Guns are valuables, and a big target of thieves. The key is to honestly convey that any firearm is kept in as safe a manner as reasonably possible without sharing too much info.

Cara
Cara
12 years ago

I’ll be honest, my first reaction to reading the comparison to food allergies was “do I now have to make a list of all the things I keep away from my child, so I can ask?” I don’t think its the same thing. While I would know I needed to let a parent know in advance of any special restrictions for my kid (food allergies, flashing lights cause seizures, whatever), I wouldn’t necessarily know what to ask about in their house. Two different things. Though, after reading the varied opinions in the comments, I will be asking.

That said, I don’t think you have to give every parent a disclosure form when their kid walks in the door. If guns are fairly common where you live and/or the family knows enough about you to guess they might be around (i.e. if my child is going to a friend’s house and I know he hunts, I obviously have reason to suspect there are guns around), then I do think you can rely on them to bring up the issue if they want to discuss it. But, if neither of those apply, I think a heads up is warranted. Something along the lines of “I just wanted to make sure you knew that JB is a avid shooter and so we do have guns, but they are in safes with a keypad and will not be taken out while your child is visiting.” (Because, if JB was preparing for a trip and had guns out while my child was visiting, I would LOSE MY MIND. I don’t care what precautions were taken or how unreasonable that makes me sound.)

Kateebee
Kateebee
12 years ago

Where I live private ownership of handguns is strictly regulated. People do own long guns and are expected to store them properly.

My expectation in an urban / suburban setting is the default would be no guns. So no need to ask. Now need to have a general discussion with kids about guns other than “they are bad”.
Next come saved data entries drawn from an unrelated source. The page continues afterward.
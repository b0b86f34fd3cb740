// ─────────────────────────────────────────────────────────────────────
// Word-Bias Kernel — Principal Component Analysis
// ─────────────────────────────────────────────────────────────────────
//! Centered rows → symmetric scatter matrix → eigenpairs.
//!
//! Definitional matrices are tiny (two rows per word pair) but wide
//! (hundreds of dimensions), so the eigenproblem is solved on whichever
//! of the Gram (rows × rows) or covariance (dims × dims) matrix is
//! smaller. Eigenpairs come from a threshold cyclic Jacobi iteration.

use wordbias_types::{BiasError, BiasResult};

use crate::vector_ops::{dot, l2_norm};

/// Eigenvalues below this (relative to the largest) carry no variance.
const RANK_EPS: f64 = 1e-12;

/// Fitted principal components.
#[derive(Debug, Clone)]
pub struct Pca {
    /// Unit-length principal axes, strongest first.
    pub components: Vec<Vec<f64>>,
    /// Variance along each component (sample variance, `n - 1` divisor).
    pub explained_variance: Vec<f64>,
    /// Share of total variance captured by each component.
    pub explained_variance_ratio: Vec<f64>,
}

impl Pca {
    /// Fit up to `n_components` components to `rows`.
    ///
    /// The count is capped at `min(rows, dims)`. Input with no variance
    /// at all is numerically unstable.
    pub fn fit(rows: &[Vec<f64>], n_components: usize) -> BiasResult<Self> {
        let n_samples = rows.len();
        if n_samples < 2 {
            return Err(BiasError::NumericalInstability(format!(
                "PCA needs at least 2 rows, got {n_samples}"
            )));
        }
        let dim = rows[0].len();
        if let Some(bad) = rows.iter().find(|r| r.len() != dim) {
            return Err(BiasError::DimensionMismatch {
                expected: dim,
                actual: bad.len(),
            });
        }

        let max_components = n_samples.min(dim);
        let k = if n_components > max_components {
            log::warn!(
                "PCA: {n_components} components requested, capping at {max_components}"
            );
            max_components
        } else {
            n_components
        };

        // Center columns
        let mut centered = rows.to_vec();
        for j in 0..dim {
            let mean = rows.iter().map(|r| r[j]).sum::<f64>() / n_samples as f64;
            for row in centered.iter_mut() {
                row[j] -= mean;
            }
        }

        let (eigvals, axes) = if n_samples <= dim {
            gram_eigenpairs(&centered)
        } else {
            covariance_eigenpairs(&centered, dim)
        };

        let total: f64 = eigvals.iter().filter(|v| **v > 0.0).sum();
        if !(total > 0.0) || !total.is_finite() {
            return Err(BiasError::NumericalInstability(
                "PCA input has no variance".to_string(),
            ));
        }

        let denom = (n_samples - 1) as f64;
        let mut components = Vec::with_capacity(k);
        let mut explained_variance = Vec::with_capacity(k);
        let mut explained_variance_ratio = Vec::with_capacity(k);
        for (lambda, axis) in eigvals.into_iter().zip(axes).take(k) {
            let lambda = lambda.max(0.0);
            components.push(axis);
            explained_variance.push(lambda / denom);
            explained_variance_ratio.push(lambda / total);
        }

        Ok(Self {
            components,
            explained_variance,
            explained_variance_ratio,
        })
    }

    pub fn first_component(&self) -> &[f64] {
        &self.components[0]
    }

    pub fn first_ratio(&self) -> f64 {
        self.explained_variance_ratio[0]
    }
}

/// Eigenpairs via the n×n Gram matrix X Xᵀ; axes are Xᵀu / ‖Xᵀu‖.
/// Returned in descending eigenvalue order.
fn gram_eigenpairs(x: &[Vec<f64>]) -> (Vec<f64>, Vec<Vec<f64>>) {
    let n = x.len();
    let dim = x[0].len();
    let mut a = vec![0.0; n * n];
    for i in 0..n {
        for j in i..n {
            let g = dot(&x[i], &x[j]);
            a[i * n + j] = g;
            a[j * n + i] = g;
        }
    }
    let (vals, vecs) = symmetric_eigen_desc(a, n);
    let top = vals.first().copied().unwrap_or(0.0).max(0.0);

    let mut axes = Vec::with_capacity(n);
    for col in 0..n {
        let mut axis = vec![0.0; dim];
        if vals[col] > RANK_EPS * top {
            for (row, xr) in x.iter().enumerate() {
                let u = vecs[row * n + col];
                for (a, v) in axis.iter_mut().zip(xr) {
                    *a += u * v;
                }
            }
            let norm = l2_norm(&axis);
            if norm > 0.0 {
                axis.iter_mut().for_each(|a| *a /= norm);
            }
        }
        axes.push(axis);
    }
    (vals, axes)
}

/// Eigenpairs via the d×d scatter matrix Xᵀ X.
fn covariance_eigenpairs(x: &[Vec<f64>], dim: usize) -> (Vec<f64>, Vec<Vec<f64>>) {
    let mut a = vec![0.0; dim * dim];
    for row in x {
        for i in 0..dim {
            for j in i..dim {
                a[i * dim + j] += row[i] * row[j];
            }
        }
    }
    for i in 0..dim {
        for j in 0..i {
            a[i * dim + j] = a[j * dim + i];
        }
    }
    let (vals, vecs) = symmetric_eigen_desc(a, dim);
    let axes = (0..dim)
        .map(|col| (0..dim).map(|row| vecs[row * dim + col]).collect())
        .collect();
    (vals, axes)
}

/// Eigen-decompose a symmetric row-major n×n matrix, sorted descending.
/// Eigenvectors are the columns of the returned matrix.
fn symmetric_eigen_desc(a: Vec<f64>, n: usize) -> (Vec<f64>, Vec<f64>) {
    let (mut eigvals, mut eigvecs) = Jacobi::new(a, n).solve();
    sort_eigenpairs_desc(&mut eigvals, &mut eigvecs, n);
    (eigvals, eigvecs)
}

/// Sort eigenvalues descending, rearranging eigenvector columns accordingly.
fn sort_eigenpairs_desc(eigvals: &mut [f64], eigvecs: &mut [f64], n: usize) {
    let mut indices: Vec<usize> = (0..n).collect();
    indices.sort_by(|&a, &b| {
        eigvals[b]
            .partial_cmp(&eigvals[a])
            .unwrap_or(std::cmp::Ordering::Equal)
    });

    let sorted_vals: Vec<f64> = indices.iter().map(|&i| eigvals[i]).collect();
    eigvals[..n].copy_from_slice(&sorted_vals);

    let old_vecs = eigvecs.to_vec();
    for (new_col, &old_col) in indices.iter().enumerate() {
        for row in 0..n {
            eigvecs[row * n + new_col] = old_vecs[row * n + old_col];
        }
    }
}

/// Cyclic Jacobi iteration: a symmetric row-major matrix driven to
/// diagonal form by plane rotations, accumulated in `v` (columns are the
/// eigenvectors).
struct Jacobi {
    n: usize,
    a: Vec<f64>,
    v: Vec<f64>,
}

impl Jacobi {
    const MAX_SWEEPS: usize = 100;
    /// Sweeps that skip entries well below the current largest one.
    const THRESHOLD_SWEEPS: usize = 4;

    fn new(a: Vec<f64>, n: usize) -> Self {
        let mut v = vec![0.0; n * n];
        for i in 0..n {
            v[i * n + i] = 1.0;
        }
        Self { n, a, v }
    }

    /// Eigenvalues (unsorted, matching the columns of the vector matrix).
    fn solve(mut self) -> (Vec<f64>, Vec<f64>) {
        let n = self.n;
        // Scatter matrices of unit vectors are O(1), but a wide covariance
        // accumulates many small terms; stop relative to the diagonal.
        let scale = (0..n).map(|i| self.a[i * n + i].abs()).fold(0.0, f64::max);
        let tol = 1e-14 * scale.max(f64::MIN_POSITIVE);

        for sweep in 0..Self::MAX_SWEEPS {
            let largest = self.largest_off_diagonal();
            if largest < tol {
                break;
            }
            let threshold = if sweep < Self::THRESHOLD_SWEEPS {
                0.2 * largest / (n * n) as f64
            } else {
                0.0
            };
            for p in 0..n {
                for q in (p + 1)..n {
                    let apq = self.a[p * n + q];
                    if apq != 0.0 && apq.abs() >= threshold {
                        self.annihilate(p, q);
                    }
                }
            }
        }

        let eigvals = (0..n).map(|i| self.a[i * n + i]).collect();
        (eigvals, self.v)
    }

    fn largest_off_diagonal(&self) -> f64 {
        let n = self.n;
        (0..n)
            .flat_map(|p| ((p + 1)..n).map(move |q| p * n + q))
            .map(|idx| self.a[idx].abs())
            .fold(0.0, f64::max)
    }

    /// One rotation in the (p, q) plane that zeroes `a[p][q]`, applied in
    /// Rutishauser's update form.
    fn annihilate(&mut self, p: usize, q: usize) {
        let n = self.n;
        let apq = self.a[p * n + q];
        let t = rotation_tangent(self.a[p * n + p], self.a[q * n + q], apq);
        let c = 1.0 / (1.0 + t * t).sqrt();
        let s = t * c;
        let tau = s / (1.0 + c);
        let rotate = |xp: f64, xq: f64| (xp - s * (xq + tau * xp), xq + s * (xp - tau * xq));

        self.a[p * n + p] -= t * apq;
        self.a[q * n + q] += t * apq;
        self.a[p * n + q] = 0.0;
        self.a[q * n + p] = 0.0;

        for r in (0..n).filter(|&r| r != p && r != q) {
            let (rp, rq) = rotate(self.a[r * n + p], self.a[r * n + q]);
            self.a[r * n + p] = rp;
            self.a[p * n + r] = rp;
            self.a[r * n + q] = rq;
            self.a[q * n + r] = rq;
        }
        for r in 0..n {
            let (rp, rq) = rotate(self.v[r * n + p], self.v[r * n + q]);
            self.v[r * n + p] = rp;
            self.v[r * n + q] = rq;
        }
    }
}

/// Tangent of the Jacobi angle, taking the smaller root so |t| ≤ 1.
fn rotation_tangent(app: f64, aqq: f64, apq: f64) -> f64 {
    let diff = aqq - app;
    if diff.abs() < 1e-300 {
        return 1.0f64.copysign(apq);
    }
    let theta = diff / (2.0 * apq);
    1.0f64.copysign(theta) / (theta.abs() + theta.hypot(1.0))
}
I would expect if someone did have guns in the house as part of their job that they would voluntarily disclose so that we could put the fear… sorry, educate our children about them since it is a non-normal part of our lives. They have seen knives, saws, scissors and exacto knives and the dangers of these have been discussed.

With the prevalence of shooting games and tv shows where we explain that the dead guy isn’t really dead I would be very concerned that a child would confuse reality and not.

And I’ll admit that when we cross the border to shop we are well aware that people in your country have hand guns. As we drive down the highway road rage is always in the back of our minds.

Depends on where you were raised on what you think is “normal’.

Jess
12 years ago

Oooh, this is a good question. I’m with those of the opinion that it’s up to the parents of the children coming to your house to ask and decide.I mean, I live in VA and assume EVERYONE HAS A GUN. We don’t. But that’s an entirely different story. Good times. Anyway, it’s locked and stored and totally kid proofed. More safe than most things in the house. You’re such a good person.